Cirque du Soleil's 'Ovo': Bugging out extravagantly under the big top
IN PERFORMANCE: Cirque du Soleil's "Ovo" ★★★½ Through Aug. 21 at the United Center, 1901 W. Madison St.; Tickets: $60-$130 at 800-678-5440 or www.cirquedusoleil.com
Insects are such a good match for the Cirque du Soleil, you have to wonder why those scurrying around that famous Montreal hive had not thought of them before.
In years of reviewing Cirque shows, from “Nouvelle Experience” on, this is the first time that Cirque's contortionists have made dramatic sense. In every other show, you admire the twists and turns, spend a few seconds pondering your own ever-growing inability to do even a fraction of the same, and then wonder not so much where those arms and legs might be going next as why they would be going there. Yet in Deborah Colker's distinctive, fresh and curious “Ovo,” which hatched a summer Chicago run Wednesday night, you actually get to see these performers create a slew of spiders, to name but one of the bugs under the creative microscope. Or so it seems. Some of the appendages display the kind of mutative powers that make the term “leg” redundant.
“Ovo” is my favorite Cirque show in a couple of years. “Viva Elvis,” the newest Las Vegas show, is trapped in the celebration of authorized Elvis, hindering creativity. The less said about the disastrous “Banana Shpeel” the better. In Vegas, Cirque now tends to split the demographic, offering different kinds of shows for different kinds of people (up next: Michael Jackson). Its track record in proscenium theaters remains mixed. And who wants to see Cirque is some sterile suburban arena?

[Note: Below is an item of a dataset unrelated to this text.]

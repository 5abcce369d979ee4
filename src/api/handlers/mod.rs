//! HTTP endpoint handlers.

pub mod system;
pub mod webhook;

But the first-run tent shows — “Ovo” is the latest in a long and very distinguished line that have been coming to Chicago for two decades — retain a certain purity of vision and connection to the company's outdoor roots. Gifted artists such as Colker, a major figure in contemporary Brazilian dance, are generally left alone to do their thing. The experience for an audience is intimate, yet full of spectacle. And for Cirque, the canvas is secured by 25 years of creativity.